The trouble with being a family-run business is that you often need to be family to be in the business. This is true of this burger chain too, as back in 2001, a man named Theldon Branch made headlines because he was the first franchisee to open a Whataburger in over a decade. Searching the internet to learn more about franchising under Whataburger may leave you stymied for that reason alone because the information just isn’t public.
Some websites will tell you that it will cost you $1.2 million to start a Whataburger franchise, but that’s just speculation because you’ll notice that the royalty fee is missing and so is the advertising fee, the term of agreement, the renewal fee and both the initial investment and the initial franchise fee. In franchising, these are all staple costs. Royalty and advertising fees are often in the 4-to-5% ballpark, for example.

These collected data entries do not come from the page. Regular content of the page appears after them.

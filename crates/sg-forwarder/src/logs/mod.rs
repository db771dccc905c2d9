// Copyright 2025-Present Datadog, Inc. https://www.datadoghq.com/
// SPDX-License-Identifier: Apache-2.0

//! JSON log intake: field extraction, severity classification and destination-key derivation.

pub mod handler;
pub mod parser;
pub mod severity;

use serde::{Deserialize, Serialize};
use serde_aux::prelude::deserialize_bool_from_anything;

pub use handler::LogHandler;
pub use parser::LogParser;

/// Default prefix of the per-host, per-day destination key.
pub const DEFAULT_INDEX_PREFIX: &str = "logs";

fn default_index_prefix() -> String {
    DEFAULT_INDEX_PREFIX.to_string()
}

/// Names of the JSON fields the parser reads, plus parsing knobs.
#[derive(Debug, Clone, PartialEq, Eq, Serialize, Deserialize)]
#[serde(default)]
#[allow(clippy::module_name_repetitions)]
pub struct LogConfig {
    pub message_field: String,
    pub timestamp_field: String,
    pub hostname_field: String,
    /// Optional; an empty name means every log is [`crate::event::Severity::Unknown`].
    pub severity_field: String,
    /// Accept syslog level names (`"err"`, `"warning"`, ...) in addition to numeric codes.
    #[serde(deserialize_with = "deserialize_bool_from_anything")]
    pub correct_severity: bool,
    pub index_prefix: String,
    /// chrono format string for the timestamp field. RFC 3339, RFC 2822 and naive UTC forms
    /// are tried when unset.
    pub timestamp_format: Option<String>,
}

impl Default for LogConfig {
    fn default() -> Self {
        LogConfig {
            message_field: String::new(),
            timestamp_field: String::new(),
            hostname_field: String::new(),
            severity_field: String::new(),
            correct_severity: false,
            index_prefix: default_index_prefix(),
            timestamp_format: None,
        }
    }
}

impl LogConfig {
    /// Checks that every required field name is configured.
    pub fn validate(&self) -> Result<(), String> {
        for (name, value) in [
            ("message_field", &self.message_field),
            ("timestamp_field", &self.timestamp_field),
            ("hostname_field", &self.hostname_field),
        ] {
            if value.trim().is_empty() {
                return Err(format!("logs.{name} must not be empty"));
            }
        }
        if self.index_prefix.trim().is_empty() {
            return Err("logs.index_prefix must not be empty".to_string());
        }
        Ok(())
    }
}

#[cfg(test)]
mod tests {
    use super::*;

    fn configured() -> LogConfig {
        LogConfig {
            message_field: "msg".to_string(),
            timestamp_field: "ts".to_string(),
            hostname_field: "host".to_string(),
            ..LogConfig::default()
        }
    }

    #[test]
    fn test_default_prefix() {
        assert_eq!(LogConfig::default().index_prefix, "logs");
    }

    #[test]
    fn test_validate_requires_field_names() {
        assert!(configured().validate().is_ok());

        let mut config = configured();
        config.hostname_field = " ".to_string();
        assert_eq!(
            config.validate().unwrap_err(),
            "logs.hostname_field must not be empty"
        );

        assert!(LogConfig::default().validate().is_err());
    }

    #[test]
    fn test_correct_severity_accepts_strings() {
        let config: LogConfig =
            serde_json::from_value(serde_json::json!({"correct_severity": "true"})).unwrap();
        assert!(config.correct_severity);
        assert_eq!(config.index_prefix, "logs");
    }
}
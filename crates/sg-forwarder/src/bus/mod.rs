// Copyright 2025-Present Datadog, Inc. https://www.datadoghq.com/
// SPDX-License-Identifier: Apache-2.0

//! In-process bus between input handlers and output applications.
//!
//! # Architecture
//!
//! ```text
//! Handlers (many)           EventBus              Applications
//!     │                        │                        │
//!     ├─ publish_event ──────> │                        ├─ Elasticsearch
//!     ├─ publish_metric ─────> │ ──> mpsc(100) ──> run ─┼─ Loki
//!     └─ synthetic errors ───> │                        └─ ...
//! ```
//!
//! Publishing is fire-and-forget: a full bus drops the message and logs a warning, it never
//! stalls a handler. Delivery to applications is sequential, so an application that waits on
//! its own dispatch queue slows the whole bus down (backpressure stops here).

use std::sync::Arc;

use async_trait::async_trait;
use tokio::sync::mpsc::{self, error::TrySendError};
use tokio_util::sync::CancellationToken;
use tracing::{debug, trace, warn};

use crate::bus::constants::MAX_MESSAGES;
use crate::event::{Event, Metric};

mod constants;

/// Callback through which handlers emit events.
pub trait EventPublisher: Send + Sync {
    fn publish_event(&self, event: Event);
}

/// Callback through which handlers report their own counters.
pub trait MetricPublisher: Send + Sync {
    fn publish_metric(&self, metric: Metric);
}

/// An output adapter fed by the bus.
#[async_trait]
pub trait Application: Send + Sync {
    fn name(&self) -> &'static str;

    /// Consumes one event. May wait when the adapter's dispatch queue is full.
    async fn receive_event(&self, event: &Event);

    async fn receive_metric(&self, _metric: &Metric) {}
}

#[derive(Debug, Clone)]
pub enum BusMessage {
    Event(Event),
    Metric(Metric),
}

/// Cloneable publishing side of the bus.
#[derive(Clone, Debug)]
pub struct BusPublisher {
    tx: mpsc::Sender<BusMessage>,
}

impl BusPublisher {
    fn publish(&self, message: BusMessage) {
        match self.tx.try_send(message) {
            Ok(()) => {}
            Err(TrySendError::Full(message)) => {
                warn!(?message, "event bus full, dropping message");
            }
            Err(TrySendError::Closed(_)) => {
                debug!("event bus closed, dropping message");
            }
        }
    }
}

impl EventPublisher for BusPublisher {
    fn publish_event(&self, event: Event) {
        self.publish(BusMessage::Event(event));
    }
}

impl MetricPublisher for BusPublisher {
    fn publish_metric(&self, metric: Metric) {
        self.publish(BusMessage::Metric(metric));
    }
}

#[allow(clippy::module_name_repetitions)]
pub struct EventBus {
    rx: mpsc::Receiver<BusMessage>,
}

impl EventBus {
    /// Creates the bus and its publishing handle.
    #[must_use]
    #[allow(clippy::new_ret_no_self)]
    pub fn new() -> (EventBus, BusPublisher) {
        Self::with_capacity(MAX_MESSAGES)
    }

    #[must_use]
    pub fn with_capacity(capacity: usize) -> (EventBus, BusPublisher) {
        let (tx, rx) = mpsc::channel(capacity.max(1));
        (EventBus { rx }, BusPublisher { tx })
    }

    /// Delivers every message to every application until cancelled or all publishers are gone.
    pub async fn run(mut self, applications: Vec<Arc<dyn Application>>, cancel: CancellationToken) {
        debug!(applications = applications.len(), "event bus started");

        loop {
            tokio::select! {
                biased;
                () = cancel.cancelled() => break,
                message = self.rx.recv() => match message {
                    Some(BusMessage::Event(event)) => {
                        trace!(index = %event.destination_key, kind = %event.kind, "delivering event");
                        for application in &applications {
                            application.receive_event(&event).await;
                        }
                    }
                    Some(BusMessage::Metric(metric)) => {
                        trace!(name = %metric.name, value = metric.value, "delivering metric");
                        for application in &applications {
                            application.receive_metric(&metric).await;
                        }
                    }
                    None => break,
                },
            }
        }

        debug!("event bus stopped");
    }
}
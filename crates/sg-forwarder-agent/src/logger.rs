// Copyright 2025-Present Datadog, Inc. https://www.datadoghq.com/
// SPDX-License-Identifier: Apache-2.0

use std::fmt;
use tracing_core::{Event, Subscriber};
use tracing_subscriber::fmt::{
    format::{self, FormatEvent, FormatFields},
    FmtContext, FormattedFields,
};
use tracing_subscriber::registry::LookupSpan;

/// Prefixes every line with `SG_FORWARDER | LEVEL |`, followed by the span scope and fields.
#[derive(Debug, Clone, Copy)]
pub struct Formatter;

impl<S, N> FormatEvent<S, N> for Formatter
where
    S: Subscriber + for<'a> LookupSpan<'a>,
    N: for<'a> FormatFields<'a> + 'static,
{
    fn format_event(
        &self,
        ctx: &FmtContext<'_, S, N>,
        mut writer: format::Writer<'_>,
        event: &Event<'_>,
    ) -> fmt::Result {
        let metadata = event.metadata();
        write!(&mut writer, "SG_FORWARDER | {} | ", metadata.level())?;

        if let Some(scope) = ctx.event_scope() {
            for span in scope.from_root() {
                write!(writer, "{}", span.name())?;

                let ext = span.extensions();
                if let Some(fields) = ext.get::<FormattedFields<N>>() {
                    if !fields.is_empty() {
                        write!(writer, "{{{fields}}}")?;
                    }
                }
                write!(writer, ": ")?;
            }
        }

        ctx.field_format().format_fields(writer.by_ref(), event)?;

        writeln!(writer)
    }
}
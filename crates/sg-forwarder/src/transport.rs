// Copyright 2025-Present Datadog, Inc. https://www.datadoghq.com/
// SPDX-License-Identifier: Apache-2.0

//! Raw log intake over UDP.
//!
//! Every datagram is one JSON log payload handed to [`LogHandler::handle`]. Parse failures are
//! contained by the handler; the listener only stops on cancellation.

use std::net::SocketAddr;
use std::sync::Arc;

use serde::{Deserialize, Serialize};
use serde_aux::prelude::deserialize_bool_from_anything;
use tokio_util::sync::CancellationToken;
use tracing::{debug, error, trace};

use crate::bus::EventPublisher;
use crate::logs::LogHandler;

// Largest possible UDP payload
const BUFFER_SIZE: usize = 65_535;

#[derive(Debug, Clone, PartialEq, Eq, Serialize, Deserialize)]
#[serde(default)]
#[allow(clippy::module_name_repetitions)]
pub struct TransportConfig {
    /// `host:port` the UDP socket binds to.
    pub address: String,
    /// Publish parse failures as error events.
    #[serde(deserialize_with = "deserialize_bool_from_anything")]
    pub report_errors: bool,
}

impl Default for TransportConfig {
    fn default() -> Self {
        TransportConfig {
            address: "127.0.0.1:30000".to_string(),
            report_errors: false,
        }
    }
}

enum BufferReader {
    UdpSocket(tokio::net::UdpSocket),

    /// Replays a fixed payload.
    #[allow(dead_code)]
    MirrorTest(Vec<u8>, SocketAddr),
}

impl BufferReader {
    async fn read(&self) -> std::io::Result<(Vec<u8>, SocketAddr)> {
        match self {
            BufferReader::UdpSocket(socket) => {
                let mut buf = vec![0; BUFFER_SIZE];
                let (amt, src) = socket.recv_from(&mut buf).await?;
                buf.truncate(amt);
                Ok((buf, src))
            }
            BufferReader::MirrorTest(data, src) => Ok((data.clone(), *src)),
        }
    }
}

pub struct LogListener {
    cancel_token: CancellationToken,
    handler: Arc<LogHandler>,
    publisher: Arc<dyn EventPublisher>,
    report_errors: bool,
    buffer_reader: BufferReader,
}

impl LogListener {
    /// Binds the UDP socket described by `config`.
    pub async fn bind(
        config: &TransportConfig,
        handler: Arc<LogHandler>,
        publisher: Arc<dyn EventPublisher>,
        cancel_token: CancellationToken,
    ) -> std::io::Result<Self> {
        let socket = tokio::net::UdpSocket::bind(&config.address).await?;
        debug!(address = %socket.local_addr()?, "listening for logs");
        Ok(LogListener {
            cancel_token,
            handler,
            publisher,
            report_errors: config.report_errors,
            buffer_reader: BufferReader::UdpSocket(socket),
        })
    }

    pub fn local_addr(&self) -> Option<SocketAddr> {
        match &self.buffer_reader {
            BufferReader::UdpSocket(socket) => socket.local_addr().ok(),
            BufferReader::MirrorTest(..) => None,
        }
    }

    /// Receives and handles datagrams until cancelled.
    pub async fn spin(self) {
        loop {
            tokio::select! {
                () = self.cancel_token.cancelled() => break,
                read = self.buffer_reader.read() => match read {
                    Ok((payload, src)) => self.consume(&payload, src),
                    Err(e) => error!(error = %e, "failed to receive log datagram"),
                },
            }
        }
        debug!("log listener stopped");
    }

    fn consume(&self, payload: &[u8], src: SocketAddr) {
        trace!(%src, bytes = payload.len(), "received log");
        if let Err(e) = self
            .handler
            .handle(payload, self.report_errors, self.publisher.as_ref())
        {
            debug!(%src, error = %e, "dropped log");
        }
    }
}

#[cfg(test)]
mod tests {
    use super::*;
    use crate::event::{Event, EventKind};
    use crate::logs::LogConfig;
    use std::net::{IpAddr, Ipv4Addr};
    use std::sync::Mutex;
    use std::time::Duration;
    use tracing_test::traced_test;

    #[derive(Default)]
    struct Collector {
        events: Mutex<Vec<Event>>,
    }

    impl EventPublisher for Collector {
        fn publish_event(&self, event: Event) {
            self.events.lock().unwrap().push(event);
        }
    }

    fn handler() -> Arc<LogHandler> {
        Arc::new(LogHandler::new(LogConfig {
            message_field: "msg".to_string(),
            timestamp_field: "ts".to_string(),
            hostname_field: "host".to_string(),
            ..LogConfig::default()
        }))
    }

    fn mirror(payload: &str, collector: Arc<Collector>, report_errors: bool) -> LogListener {
        LogListener {
            cancel_token: CancellationToken::new(),
            handler: handler(),
            publisher: collector,
            report_errors,
            buffer_reader: BufferReader::MirrorTest(
                payload.as_bytes().to_vec(),
                SocketAddr::new(IpAddr::V4(Ipv4Addr::new(111, 112, 113, 114)), 0),
            ),
        }
    }

    #[tokio::test]
    async fn test_consume_publishes_event() {
        let collector = Arc::new(Collector::default());
        let listener = mirror(
            r#"{"msg":"m","host":"h1","ts":"2024-01-02T03:04:05Z"}"#,
            collector.clone(),
            false,
        );

        let (payload, src) = listener.buffer_reader.read().await.unwrap();
        listener.consume(&payload, src);

        let events = collector.events.lock().unwrap();
        assert_eq!(events.len(), 1);
        assert_eq!(events[0].destination_key, "logs-h1-2024-1-2");
    }

    #[tokio::test]
    #[traced_test]
    async fn test_consume_reports_parse_errors() {
        let collector = Arc::new(Collector::default());
        let listener = mirror("garbage", collector.clone(), true);

        let (payload, src) = listener.buffer_reader.read().await.unwrap();
        listener.consume(&payload, src);

        assert!(logs_contain("failed to parse log - disregarding"));
        let events = collector.events.lock().unwrap();
        assert_eq!(events.len(), 1);
        assert_eq!(events[0].kind, EventKind::Error);
    }

    #[tokio::test]
    async fn test_udp_round_trip_and_cancel() {
        let collector = Arc::new(Collector::default());
        let cancel = CancellationToken::new();
        let config = TransportConfig {
            address: "127.0.0.1:0".to_string(),
            report_errors: false,
        };
        let listener = LogListener::bind(&config, handler(), collector.clone(), cancel.clone())
            .await
            .unwrap();
        let address = listener.local_addr().unwrap();
        let task = tokio::spawn(listener.spin());

        let sender = tokio::net::UdpSocket::bind("127.0.0.1:0").await.unwrap();
        sender
            .send_to(
                br#"{"msg":"m","host":"h9","ts":"2024-01-02T03:04:05Z"}"#,
                address,
            )
            .await
            .unwrap();

        tokio::time::timeout(Duration::from_secs(5), async {
            while collector.events.lock().unwrap().is_empty() {
                tokio::time::sleep(Duration::from_millis(10)).await;
            }
        })
        .await
        .unwrap();

        cancel.cancel();
        tokio::time::timeout(Duration::from_secs(1), task)
            .await
            .unwrap()
            .unwrap();
        assert_eq!(
            collector.events.lock().unwrap()[0].destination_key,
            "logs-h9-2024-1-2"
        );
    }
}
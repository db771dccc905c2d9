// Copyright 2025-Present Datadog, Inc. https://www.datadoghq.com/
// SPDX-License-Identifier: Apache-2.0

//! Error taxonomy shared by the input and output adapters.
//!
//! Per-record and per-batch failures ([`FormatError`], [`ParseError`], [`DispatchError`]) are
//! contained where they happen: they are logged with their context and the offending record or
//! batch is dropped. Only [`StartupError`] aborts an adapter, and only before its main loop runs.

/// A formatted record could not be produced from an event.
#[derive(Debug, thiserror::Error)]
pub enum FormatError {
    #[error("failed to serialize record: {0}")]
    Serialize(#[from] serde_json::Error),
}

/// A raw log payload could not be turned into an event.
///
/// Missing-field variants carry the configured field name so operators can tell which mapping
/// is wrong.
#[derive(Debug, thiserror::Error, PartialEq, Eq)]
pub enum ParseError {
    #[error("malformed JSON: {0}")]
    MalformedJson(String),

    #[error("unable to find a log message under field called: {0}")]
    MissingMessage(String),

    #[error("unable to find the hostname under field called: {0}")]
    MissingHostname(String),

    #[error("unable to find the timestamp under field called: {0}")]
    MissingTimestamp(String),

    #[error("unable to parse timestamp {value:?} under field called: {field}")]
    InvalidTimestamp { field: String, value: String },
}

impl ParseError {
    /// Configured name of the field the error is about, if any.
    #[must_use]
    pub fn field(&self) -> Option<&str> {
        match self {
            ParseError::MalformedJson(_) => None,
            ParseError::MissingMessage(field)
            | ParseError::MissingHostname(field)
            | ParseError::MissingTimestamp(field)
            | ParseError::InvalidTimestamp { field, .. } => Some(field),
        }
    }
}

/// A batch could not be written to (or handed towards) the backing store.
#[derive(Debug, thiserror::Error)]
pub enum DispatchError {
    #[error("request to backing store failed: {0}")]
    Request(#[from] reqwest::Error),

    #[error("backing store answered {status}: {body}")]
    Status {
        status: reqwest::StatusCode,
        body: String,
    },

    #[error("backing store rejected {failed} of {total} records")]
    Rejected { failed: usize, total: usize },

    #[error("dispatch queue is closed")]
    QueueClosed,

    #[error("{0}")]
    Other(String),
}

/// An adapter could not be brought up; fatal to that adapter.
#[derive(Debug, thiserror::Error)]
pub enum StartupError {
    #[error("failed to connect to {endpoint}: {reason}")]
    Connection { endpoint: String, reason: String },

    #[error("failed to build HTTP client: {0}")]
    Client(String),

    #[error("failed removing indices {indices:?}: {source}")]
    ResetIndices {
        indices: Vec<String>,
        #[source]
        source: DispatchError,
    },

    #[error("invalid configuration: {0}")]
    Config(String),
}

#[cfg(test)]
mod tests {
    use super::*;

    #[test]
    fn test_parse_error_names_configured_field() {
        let error = ParseError::MissingHostname("host".to_string());
        assert_eq!(error.field(), Some("host"));
        assert_eq!(
            error.to_string(),
            "unable to find the hostname under field called: host"
        );
    }

    #[test]
    fn test_malformed_json_has_no_field() {
        let error = ParseError::MalformedJson("EOF while parsing".to_string());
        assert_eq!(error.field(), None);
        assert!(error.to_string().starts_with("malformed JSON"));
    }

    #[test]
    fn test_startup_error_display() {
        let error = StartupError::ResetIndices {
            indices: vec!["logs-*".to_string()],
            source: DispatchError::Other("boom".to_string()),
        };
        assert_eq!(
            error.to_string(),
            "failed removing indices [\"logs-*\"]: boom"
        );
    }
}
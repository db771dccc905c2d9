// Copyright 2025-Present Datadog, Inc. https://www.datadoghq.com/
// SPDX-License-Identifier: Apache-2.0

//! Loki push API client and the batching worker in front of it.

use std::collections::BTreeMap;
use std::sync::Arc;
use std::time::Duration;

use serde::Serialize;
use tokio::sync::mpsc;
use tokio::time::Instant;
use tokio_util::sync::CancellationToken;
use tracing::{debug, error, info};

use crate::dispatch::AdapterStats;
use crate::error::{DispatchError, StartupError};
use crate::format::LokiEntry;
use crate::http::{build_endpoint, Endpoint, TlsConfig, DEFAULT_TIMEOUT};
use crate::loki::APP_NAME;

const PUSH_PATH: [&str; 4] = ["loki", "api", "v1", "push"];
const READY_PATH: [&str; 1] = ["ready"];

#[derive(Debug, Serialize)]
struct PushRequest<'a> {
    streams: Vec<Stream<'a>>,
}

#[derive(Debug, Serialize)]
struct Stream<'a> {
    stream: &'a BTreeMap<String, String>,
    /// `[timestamp_ns as string, line]` pairs.
    values: Vec<[String; 2]>,
}

#[derive(Debug, Clone)]
pub struct LokiClient {
    endpoint: Endpoint,
}

impl LokiClient {
    pub async fn connect(connection: &str) -> Result<Self, StartupError> {
        let endpoint = build_endpoint(connection, &TlsConfig::default(), DEFAULT_TIMEOUT).await?;
        let client = LokiClient { endpoint };

        let url = client.endpoint.url(&READY_PATH).map_err(|e| StartupError::Config(e.to_string()))?;
        let response = client
            .endpoint
            .client
            .get(url)
            .send()
            .await
            .map_err(|e| StartupError::Connection {
                endpoint: connection.to_string(),
                reason: e.to_string(),
            })?;
        if !response.status().is_success() {
            return Err(StartupError::Connection {
                endpoint: connection.to_string(),
                reason: format!("not ready: {}", response.status()),
            });
        }
        Ok(client)
    }

    /// Pushes `entries`, grouped into one stream per distinct label set.
    pub async fn push(&self, entries: &[LokiEntry]) -> Result<(), DispatchError> {
        let body = push_body(entries);
        let response = self
            .endpoint
            .client
            .post(self.endpoint.url(&PUSH_PATH)?)
            .json(&body)
            .send()
            .await?;

        let status = response.status();
        if status.is_success() {
            return Ok(());
        }
        let body = response.text().await?;
        Err(DispatchError::Status { status, body })
    }
}

fn push_body(entries: &[LokiEntry]) -> PushRequest<'_> {
    let mut streams: BTreeMap<&BTreeMap<String, String>, Vec<[String; 2]>> = BTreeMap::new();
    for entry in entries {
        streams
            .entry(&entry.labels)
            .or_default()
            .push([entry.timestamp_ns.to_string(), entry.line.clone()]);
    }
    PushRequest {
        streams: streams
            .into_iter()
            .map(|(stream, values)| Stream { stream, values })
            .collect(),
    }
}

/// Single consumer batching entries into pushes by size or age.
pub struct LokiWorker {
    rx: mpsc::Receiver<LokiEntry>,
    client: LokiClient,
    batch_size: usize,
    max_wait: Duration,
    stats: Arc<AdapterStats>,
}

impl LokiWorker {
    #[must_use]
    pub fn new(
        rx: mpsc::Receiver<LokiEntry>,
        client: LokiClient,
        batch_size: usize,
        max_wait: Duration,
        stats: Arc<AdapterStats>,
    ) -> Self {
        LokiWorker {
            rx,
            client,
            batch_size: batch_size.max(1),
            max_wait,
            stats,
        }
    }

    pub async fn run(mut self, cancel: CancellationToken) {
        debug!(plugin = APP_NAME, "storing logs to loki.");
        let mut pending: Vec<LokiEntry> = Vec::with_capacity(self.batch_size);
        let mut deadline = Instant::now() + self.max_wait;

        loop {
            tokio::select! {
                biased;
                () = cancel.cancelled() => {
                    self.rx.close();
                    while let Ok(entry) = self.rx.try_recv() {
                        pending.push(entry);
                    }
                    break;
                }
                entry = self.rx.recv() => match entry {
                    Some(entry) => {
                        if pending.is_empty() {
                            deadline = Instant::now() + self.max_wait;
                        }
                        pending.push(entry);
                        if pending.len() >= self.batch_size {
                            self.flush(&mut pending).await;
                        }
                    }
                    None => break,
                },
                () = tokio::time::sleep_until(deadline), if !pending.is_empty() => {
                    self.flush(&mut pending).await;
                }
            }
        }

        self.flush(&mut pending).await;
        info!(plugin = APP_NAME, "exited");
    }

    async fn flush(&self, pending: &mut Vec<LokiEntry>) {
        if pending.is_empty() {
            return;
        }
        let entries = std::mem::take(pending);
        match self.client.push(&entries).await {
            Ok(()) => {
                self.stats.batch_written();
                debug!(plugin = APP_NAME, entries = entries.len(), "pushed logs");
            }
            Err(e) => {
                self.stats.batch_discarded();
                error!(
                    plugin = APP_NAME,
                    entries = entries.len(),
                    error = %e,
                    "failed to push logs - disregarding"
                );
            }
        }
    }
}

If none of these variables are known and the original family-owned restaurants total over 85% of the ownership, then the company may have shut the door on the franchising opportunity.
Things could be changing since experts speculate that the majority ownership bid by BDT means franchising might be around the corner. Expansion is planned, but franchising? A growing trend with such big brick-and-mortar companies is that they franchise out the already-established locations. That may mean you could soon hear about Whataburger franchises for sale.
They may wish to fuel a franchise-based expansion push into the other 40-some states in the union. With such strong returns on tightly run shops, who knows — maybe Whataburger will soon take a franchising bite out of the Big Apple.
Don’t confuse Whataburger with What-a-Burger because the latter is in Virginia and the Carolinas. Both started in 1950 three months apart, neither seemed to know of the other until the 1970s and no legal action was taken until 2002-2003. The result? Both companies kept their names. What a burger, indeed!